Stocks to Watch: RVNL, IRFC, Titagarh Rail Systems. (See detailed analysis on Moneycontrol Railway News)

B. Defence: Self-Reliance (Atmanirbhar Bharat)

With geopolitical tensions rising globally, India’s focus on indigenization is non-negotiable. The government is expected to ban the import of more weapons lists, directly benefiting domestic manufacturers.

  • Export Focus: Companies like HAL and BEL are securing orders from friendly foreign nations.
  • Drone Technology: Special incentives for drone manufacturers are expected.

Stocks to Watch: HAL, Bharat Electronics (BEL), Mazagon Dock.

C. Green Energy & Power

The target of 500 GW of renewable energy by 2030 requires massive funding. Budget 2026 might introduce:

  • PLI Schemes: For battery storage and Green Hydrogen.
  • Solar Rooftop Scheme: Expansion of the “Suryodaya Yojana”.

Stocks to Watch: Tata Power, IREDA, Suzlon Energy.

D. Infrastructure & Real Estate

“Sadak, Bijli, Paani” remains the core theme. The allocation for NHAI (National Highways Authority of India) is expected to increase by 15%.

  • Affordable Housing: Revival of the PMAY scheme with higher subsidies could boost housing finance companies.

Stocks to Watch: L&T, IRB Infra, HUDCO.


3. Top 10 Stocks to Watch Before February 1, 2026

Disclaimer: This is for educational purposes only. Please consult your financial advisor before investing.

  1. State Bank of India (SBI): The biggest beneficiary of the capex cycle and credit growth. Undervalued compared to private peers.
  2. Larsen & Toubro (L&T): The proxy for India’s infrastructure story. Order book is at an all-time high.
  3. HDFC Bank: After recent consolidation, it is poised for a breakout on improved margins.
  4. Tata Motors: With the EV leadership and strong JLR numbers, it remains a top pick.
  5. NTPC: A perfect blend of thermal reliability and green energy transition.
  6. Coal India: High dividend yield and rising power demand make it a safe defensive bet.
  7. HAL (Hindustan Aeronautics Ltd): Monopoly in fighter jet manufacturing.
  8. Praj Industries: Leader in ethanol blending; a direct beneficiary of Green Energy policies.
  9. ITC: If there are no negative surprises on cigarette taxes, ITC will rally on FMCG volume growth.
  10. IRFC: Financing the railway boom.
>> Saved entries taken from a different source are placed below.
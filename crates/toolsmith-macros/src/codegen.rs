//! Code generation for the `#[tool]` attribute

use proc_macro2::TokenStream;
use quote::{ToTokens, format_ident, quote};
use syn::{Expr, ExprLit, FnArg, ItemFn, Lit, LitStr, Meta};

use crate::parse::ToolArgs;

/// Main entry point for code generation
///
/// Emits the original function unchanged, followed by a generated
/// `{fn_name}_tool()` constructor that builds the tool through
/// `toolsmith::ToolBuilder`. Sync or async dispatch is fixed here from the
/// function's `async` keyword.
pub fn expand(args: &ToolArgs, item: &ItemFn) -> syn::Result<TokenStream> {
    if let Some(name) = &args.name {
        if name.value().trim().is_empty() {
            return Err(syn::Error::new(name.span(), "tool name must not be empty"));
        }
    }

    let fn_ident = &item.sig.ident;
    let tool_name = args
        .name
        .as_ref()
        .map_or_else(|| fn_ident.to_string(), LitStr::value);

    let docstring = doc_text(&item.attrs);
    if docstring.is_empty() {
        return Err(syn::Error::new_spanned(
            &item.sig,
            "#[tool] requires a doc comment describing what the tool does",
        ));
    }

    check_shape(item)?;

    let signature = signature_text(&item.sig);
    let ctor_ident = format_ident!("{}_tool", fn_ident);
    let ctor_doc = format!("Builds the `{tool_name}` tool from [`{fn_ident}`].");
    let vis = &item.vis;

    let return_direct = args
        .return_direct
        .as_ref()
        .map_or_else(TokenStream::new, |flag| quote! { .return_direct(#flag) });

    let examples = if args.examples.is_empty() {
        TokenStream::new()
    } else {
        let lits = &args.examples;
        quote! { .examples([#(#lits),*]) }
    };

    let register_fn = if item.sig.asyncness.is_some() {
        format_ident!("async_fn")
    } else {
        format_ident!("sync_fn")
    };

    Ok(quote! {
        #item

        #[doc = #ctor_doc]
        #vis fn #ctor_ident() -> ::toolsmith::Result<::toolsmith::FnTool> {
            ::toolsmith::ToolBuilder::new(#tool_name)
                .docstring(#docstring)
                .signature(#signature)
                #return_direct
                #examples
                .#register_fn(#fn_ident)
                .build()
        }
    })
}

/// Collect the function's doc comment into a single docstring
///
/// Each `///` line is trimmed and the lines are joined with newlines, so
/// blank separator lines survive in multi-paragraph docs.
fn doc_text(attrs: &[syn::Attribute]) -> String {
    let mut lines = Vec::new();
    for attr in attrs {
        if !attr.path().is_ident("doc") {
            continue;
        }
        if let Meta::NameValue(nv) = &attr.meta {
            if let Expr::Lit(ExprLit {
                lit: Lit::Str(text),
                ..
            }) = &nv.value
            {
                lines.push(text.value().trim().to_string());
            }
        }
    }
    lines.join("\n").trim().to_string()
}

/// Reject function shapes the tool contract cannot express
fn check_shape(item: &ItemFn) -> syn::Result<()> {
    if let Some(FnArg::Receiver(receiver)) = item.sig.inputs.first() {
        return Err(syn::Error::new_spanned(
            receiver,
            "#[tool] does not support methods; apply it to a free function",
        ));
    }
    if item.sig.inputs.len() != 2 {
        return Err(syn::Error::new_spanned(
            &item.sig,
            "#[tool] functions take exactly two parameters: the input string and the session context",
        ));
    }
    if !item.sig.generics.params.is_empty() {
        return Err(syn::Error::new_spanned(
            &item.sig.generics,
            "#[tool] functions cannot be generic",
        ));
    }
    Ok(())
}

/// Render the declared parameter list as prompt-ready text
///
/// Produces `(q: String, ctx: Arc<SessionContext>)` for the corresponding
/// declaration. The trailing context parameter is stripped later, when the
/// builder composes the description.
fn signature_text(sig: &syn::Signature) -> String {
    let params: Vec<String> = sig
        .inputs
        .iter()
        .filter_map(|arg| match arg {
            FnArg::Typed(pat) => {
                let name = pat.pat.to_token_stream().to_string();
                let ty = tidy_type_text(&pat.ty.to_token_stream().to_string());
                Some(format!("{name}: {ty}"))
            }
            FnArg::Receiver(_) => None,
        })
        .collect();
    format!("({})", params.join(", "))
}

/// Normalize the token-stream rendering of a type into source-like text
///
/// `TokenStream::to_string` separates tokens with spaces
/// (`Arc < SessionContext >`), which is not what a prompt should show.
fn tidy_type_text(raw: &str) -> String {
    let mut text = raw.trim().to_string();
    text = text.replace(" :: ", "::");
    text = text.replace(":: ", "::");
    text = text.replace(" ::", "::");
    text = text.replace(" ,", ",");
    text = text.replace(" < ", "<");
    text = text.replace("< ", "<");
    text = text.replace(" <", "<");
    text = text.replace(" >", ">");
    text = text.replace(" ;", ";");
    text = text.replace("& ", "&");
    text = text.replace("* const ", "*const ");
    text = text.replace("* mut ", "*mut ");
    // keep the space in `-> (` while gluing `Fn (` and `fn (`
    text = text.replace("-> (", "\u{1}");
    text = text.replace(" (", "(");
    text.replace('\u{1}', "-> (")
}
As long as the government spends on rail, IRFC grows.

4. The “Sell on News” Strategy

A common phenomenon in the stock market is “Buy the Rumor, Sell the News.”

  • Scenario: If Railway stocks rally 20% before the budget, they might crash on Budget Day even if the news is good, because the profit booking kicks in.
  • Nexyraa Strategy: If you are sitting on heavy profits in PSU stocks, consider booking partial profits on January 30th (Friday), before the Sunday session.
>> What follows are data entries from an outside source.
//! `agentctl`: command-line access to the local agent's control API.
//!
//! This binary is the composition root. Responsibilities:
//!
//! 1. **Read configuration** — [`HttpConfig::from_env`] (agent address, ACL
//!    token, datacenter, request timeout).
//! 2. **Wire observability** — configure `tracing-subscriber` on stderr, with
//!    `RUST_LOG` filtering and JSON output when `AGENTCTL_LOG_FORMAT=json`.
//!    Streamed agent log lines go to stdout and are never mixed with our own.
//! 3. **Construct infrastructure** — build an [`HttpTransport`] and inject it
//!    into an [`Agent`].
//! 4. **Dispatch** — run one command and map its outcome to an exit code.
//!
//! ## Commands
//!
//! ```text
//! agentctl self
//! agentctl members [--wan]
//! agentctl checks
//! agentctl ttl <status> <check-id> [note]
//! agentctl monitor [level] [--json]
//! ```

use std::io::Write;
use std::process::ExitCode;
use std::str::FromStr;
use std::sync::Arc;

use agent::{Agent, CancellationToken, CheckId, HealthStatus, LogLevel, StatusDecodeError};
use anyhow::Result;
use clap::{Parser, Subcommand};
use tracing::{error, info};
use tracing_subscriber::EnvFilter;
use transport_http::{HttpConfig, HttpTransport};

#[derive(Parser)]
#[command(name = "agentctl")]
#[command(about = "Query and control the local service-discovery agent")]
struct Cli {
    #[command(subcommand)]
    command: Command,
}

#[derive(Debug, Clone, PartialEq, Subcommand)]
enum Command {
    /// Print the agent's node name and datacenter
    #[command(name = "self")]
    SelfInfo,
    /// List cluster members
    Members {
        /// List WAN members instead of LAN members
        #[arg(long)]
        wan: bool,
    },
    /// List the checks registered with the agent
    Checks,
    /// Update a TTL check
    Ttl {
        /// pass, warn or fail (legacy endpoint); passing, warning or critical (update endpoint)
        #[arg(value_parser = parse_ttl_status)]
        status: TtlStatus,
        /// ID of the TTL check
        #[arg(value_parser = parse_check_id)]
        check_id: CheckId,
        /// Note (legacy) or output (update) recorded with the status
        note: Option<String>,
    },
    /// Stream the agent's log until it closes the stream or Ctrl-C
    Monitor {
        /// trace, debug, info, warn or error
        #[arg(default_value_t = LogLevel::Info, value_parser = LogLevel::from_str)]
        level: LogLevel,
        /// Ask the agent for JSON log lines
        #[arg(long)]
        json: bool,
    },
}

/// A decoded TTL status and the vocabulary it was written in.
#[derive(Debug, Clone, Copy, PartialEq)]
struct TtlStatus {
    status: HealthStatus,
    /// `pass`, `warn` or `fail` select the legacy endpoint.
    legacy: bool,
}

fn parse_ttl_status(raw: &str) -> Result<TtlStatus, StatusDecodeError> {
    Ok(TtlStatus {
        status: HealthStatus::from_str(raw)?,
        legacy: HealthStatus::is_legacy_word(raw),
    })
}

fn parse_check_id(raw: &str) -> Result<CheckId, String> {
    CheckId::new(raw).ok_or_else(|| "check id must not be empty".to_string())
}

fn init_tracing() {
    let filter = EnvFilter::try_from_default_env().unwrap_or_else(|_| EnvFilter::new("info"));
    let builder = tracing_subscriber::fmt()
        .with_env_filter(filter)
        .with_writer(std::io::stderr);

    if std::env::var("AGENTCTL_LOG_FORMAT").as_deref() == Ok("json") {
        builder.json().init();
    } else {
        builder.init();
    }
}

async fn run(agent: &Agent, command: Command) -> Result<()> {
    let mut stdout = std::io::stdout();

    match command {
        Command::SelfInfo => {
            let me = agent.self_info().await?;
            let node = me
                .config
                .node_name
                .map(|n| n.to_string())
                .unwrap_or_default();
            let dc = me.config.datacenter.unwrap_or_default();
            writeln!(stdout, "{node}\t{dc}")?;
        }
        Command::Members { wan } => {
            for member in agent.members(wan).await? {
                writeln!(
                    stdout,
                    "{}\t{}:{}\t{}",
                    member.name, member.addr, member.port, member.status
                )?;
            }
        }
        Command::Checks => {
            let mut checks: Vec<_> = agent.checks().await?.into_values().collect();
            checks.sort_by(|a, b| a.check_id.as_str().cmp(b.check_id.as_str()));
            for check in checks {
                writeln!(stdout, "{}\t{}\t{}", check.check_id, check.status, check.name)?;
            }
        }
        Command::Ttl {
            status: TtlStatus { status, legacy },
            check_id,
            note,
        } => {
            if legacy {
                agent.legacy_ttl(&check_id, status, note.as_deref()).await?;
            } else {
                agent
                    .update_ttl(&check_id, note.as_deref().unwrap_or_default(), status)
                    .await?;
            }
            info!(check = %check_id, %status, "TTL check updated");
        }
        Command::Monitor { level, json } => monitor(agent, level, json).await?,
    }
    Ok(())
}

/// Tails the agent log until the agent closes the stream or Ctrl-C.
async fn monitor(agent: &Agent, level: LogLevel, json: bool) -> Result<()> {
    let cancel = CancellationToken::new();
    let on_interrupt = cancel.clone();
    tokio::spawn(async move {
        if tokio::signal::ctrl_c().await.is_ok() {
            on_interrupt.cancel();
        }
    });

    let opened = if json {
        agent.monitor_json(level, &cancel).await
    } else {
        agent.monitor(level, &cancel).await
    };
    let mut reader = match opened {
        Ok(reader) => reader,
        Err(e) if e.is_cancelled() => return Ok(()),
        Err(e) => return Err(e.into()),
    };

    loop {
        match reader.next_line().await {
            Ok(Some(line)) => {
                let mut stdout = std::io::stdout().lock();
                writeln!(stdout, "{line}")?;
                stdout.flush()?;
            }
            Ok(None) => return Ok(()),
            Err(e) if e.is_cancelled() => return Ok(()),
            Err(e) => return Err(e.into()),
        }
    }
}

async fn connect_and_run(command: Command) -> Result<()> {
    let config = HttpConfig::from_env()?;
    let transport = HttpTransport::new(config)?;
    let agent = Agent::new(Arc::new(transport));
    run(&agent, command).await
}

#[tokio::main]
async fn main() -> ExitCode {
    init_tracing();

    let cli = Cli::parse();

    match connect_and_run(cli.command).await {
        Ok(()) => ExitCode::SUCCESS,
        Err(e) => {
            error!(error = %e, "agentctl failed");
            ExitCode::FAILURE
        }
    }
}

#[cfg(test)]
mod tests {
    use super::*;

    fn parse(args: &[&str]) -> Result<Command, clap::Error> {
        Cli::try_parse_from(std::iter::once("agentctl").chain(args.iter().copied()))
            .map(|cli| cli.command)
    }

    #[test]
    fn test_ttl_keeps_track_of_vocabulary() {
        assert_eq!(
            parse(&["ttl", "warn", "web", "slow responses"]).unwrap(),
            Command::Ttl {
                status: TtlStatus {
                    status: HealthStatus::Warning,
                    legacy: true,
                },
                check_id: CheckId::new("web").unwrap(),
                note: Some("slow responses".into()),
            }
        );
        assert_eq!(
            parse(&["ttl", "critical", "web"]).unwrap(),
            Command::Ttl {
                status: TtlStatus {
                    status: HealthStatus::Critical,
                    legacy: false,
                },
                check_id: CheckId::new("web").unwrap(),
                note: None,
            }
        );
    }

    #[test]
    fn test_ttl_rejects_unknown_status() {
        assert!(parse(&["ttl", "ok", "web"]).is_err());
        assert!(parse(&["ttl", "pass"]).is_err());
        assert!(parse(&["ttl", "pass", ""]).is_err());
    }

    #[test]
    fn test_monitor_level_and_flags() {
        assert_eq!(
            parse(&["monitor", "--json", "debug"]).unwrap(),
            Command::Monitor {
                level: LogLevel::Debug,
                json: true,
            }
        );
        assert_eq!(
            parse(&["monitor"]).unwrap(),
            Command::Monitor {
                level: LogLevel::Info,
                json: false,
            }
        );
        assert_eq!(
            parse(&["members", "--wan"]).unwrap(),
            Command::Members { wan: true }
        );
        assert_eq!(parse(&["self"]).unwrap(), Command::SelfInfo);
        assert!(parse(&["monitor", "loud"]).is_err());
    }

    #[test]
    fn test_unknown_command_is_rejected() {
        assert!(parse(&[]).is_err());
        assert!(parse(&["restart"]).is_err());
    }

    #[test]
    fn test_mistyped_flags_and_extra_arguments_are_rejected() {
        assert!(parse(&["monitor", "--jsno"]).is_err());
        assert!(parse(&["members", "--wna"]).is_err());
        assert!(parse(&["self", "bogus"]).is_err());
        assert!(parse(&["checks", "--wan"]).is_err());
    }

    #[test]
    fn test_cli_definition_is_consistent() {
        use clap::CommandFactory;
        Cli::command().debug_assert();
    }
}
“The market hates uncertainty. Once the Budget is out, the uncertainty ends, and the real trend begins.”


5. Important FAQs for Budget Day 2026

Q1: Will the stock market be open on Sunday, Feb 1? Ans: Yes. The NSE and BSE have notified a special trading session. The market timings will likely be normal (9:15 AM to 3:30 PM), but confirm with your broker. (Source: NSE India Circulars)

Q2: What happens to F&O positions? Ans: It will be a normal trading day. Intraday volatility will be extreme. Option premiums (IV) will be very high, so Option Buyers should be cautious of “IV Crush” after the speech ends.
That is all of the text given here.